— To do —
Print out all the records, word for word.

[Excerpts from a dataset]
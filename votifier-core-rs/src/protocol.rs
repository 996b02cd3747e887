//! Votifier wire format
//!
//! After accepting a connection the server writes a greeting line
//! (`VOTIFIER <version>\n`). The client answers with one RSA block whose
//! plaintext is:
//!
//! ```text
//! VOTIFIER\n
//! <serviceName>\n
//! <username>\n
//! <address>\n
//! <timestamp>\n
//! ```

use crate::error::MalformedVoteError;
use crate::vote::Vote;

/// First line of every decrypted payload
pub const OPENING_TOKEN: &str = "VOTIFIER";

/// Protocol name written at the start of the greeting line
pub const GREETING_PREFIX: &str = "VOTIFIER";

const FIELDS: [&str; 4] = ["serviceName", "username", "address", "timestamp"];

/// Greeting line sent on every accepted connection
pub fn greeting(version: &str) -> String {
    format!("{} {}\n", GREETING_PREFIX, version)
}

/// Parse decrypted plaintext into a vote.
///
/// The opening token is checked before any field is looked at, so garbage
/// from a wrong key or another protocol version fails here.
pub fn parse(plaintext: &[u8]) -> Result<Vote, MalformedVoteError> {
    let mut lines = plaintext.split(|b| *b == b'\n');

    match lines.next() {
        Some(token) if token == OPENING_TOKEN.as_bytes() => {}
        _ => return Err(MalformedVoteError::BadOpeningToken),
    }

    let mut values: [&str; 4] = [""; 4];
    for (slot, name) in values.iter_mut().zip(FIELDS) {
        let line = lines.next().ok_or(MalformedVoteError::MissingField(name))?;
        let text = std::str::from_utf8(line).map_err(|_| MalformedVoteError::NotUtf8(name))?;
        if text.trim().is_empty() {
            return Err(MalformedVoteError::BlankField(name));
        }
        *slot = text;
    }

    // Anything after the timestamp line is ignored
    let [service_name, username, address, timestamp] = values;
    Vote::new(service_name, username, address, timestamp)
}

/// Encode a vote as plaintext, ready for encryption
pub fn encode(vote: &Vote) -> Vec<u8> {
    format!(
        "{}\n{}\n{}\n{}\n{}\n",
        OPENING_TOKEN,
        vote.service_name(),
        vote.username(),
        vote.address(),
        vote.timestamp()
    )
    .into_bytes()
}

— Expected answer —
filename votifier-core-rs/src/protocol.rs
repository 996b02cd3747e887
//! Votifier wire format
//!
//! After accepting a connection the server writes a greeting line
//! (`VOTIFIER <version>\n`). The client answers with one RSA block whose
//! plaintext is:
//!
//! ```text
//! VOTIFIER\n
//! <serviceName>\n
//! <username>\n
//! <address>\n
//! <timestamp>\n
//! ```

use crate::error::MalformedVoteError;
use crate::vote::Vote;

/// First line of every decrypted payload
pub const OPENING_TOKEN: &str = "VOTIFIER";

/// Protocol name written at the start of the greeting line
pub const GREETING_PREFIX: &str = "VOTIFIER";

const FIELDS: [&str; 4] = ["serviceName", "username", "address", "timestamp"];

/// Greeting line sent on every accepted connection
pub fn greeting(version: &str) -> String {
    format!("{} {}\n", GREETING_PREFIX, version)
}

/// Parse decrypted plaintext into a vote.
///
/// The opening token is checked before any field is looked at, so garbage
/// from a wrong key or another protocol version fails here.
pub fn parse(plaintext: &[u8]) -> Result<Vote, MalformedVoteError> {
    let mut lines = plaintext.split(|b| *b == b'\n');

    match lines.next() {
        Some(token) if token == OPENING_TOKEN.as_bytes() => {}
        _ => return Err(MalformedVoteError::BadOpeningToken),
    }

    let mut values: [&str; 4] = [""; 4];
    for (slot, name) in values.iter_mut().zip(FIELDS) {
        let line = lines.next().ok_or(MalformedVoteError::MissingField(name))?;
        let text = std::str::from_utf8(line).map_err(|_| MalformedVoteError::NotUtf8(name))?;
        if text.trim().is_empty() {
            return Err(MalformedVoteError::BlankField(name));
        }
        *slot = text;
    }

    // Anything after the timestamp line is ignored
    let [service_name, username, address, timestamp] = values;
    Vote::new(service_name, username, address, timestamp)
}

/// Encode a vote as plaintext, ready for encryption
pub fn encode(vote: &Vote) -> Vec<u8> {
    format!(
        "{}\n{}\n{}\n{}\n{}\n",
        OPENING_TOKEN,
        vote.service_name(),
        vote.username(),
        vote.address(),
        vote.timestamp()
    )
    .into_bytes()
}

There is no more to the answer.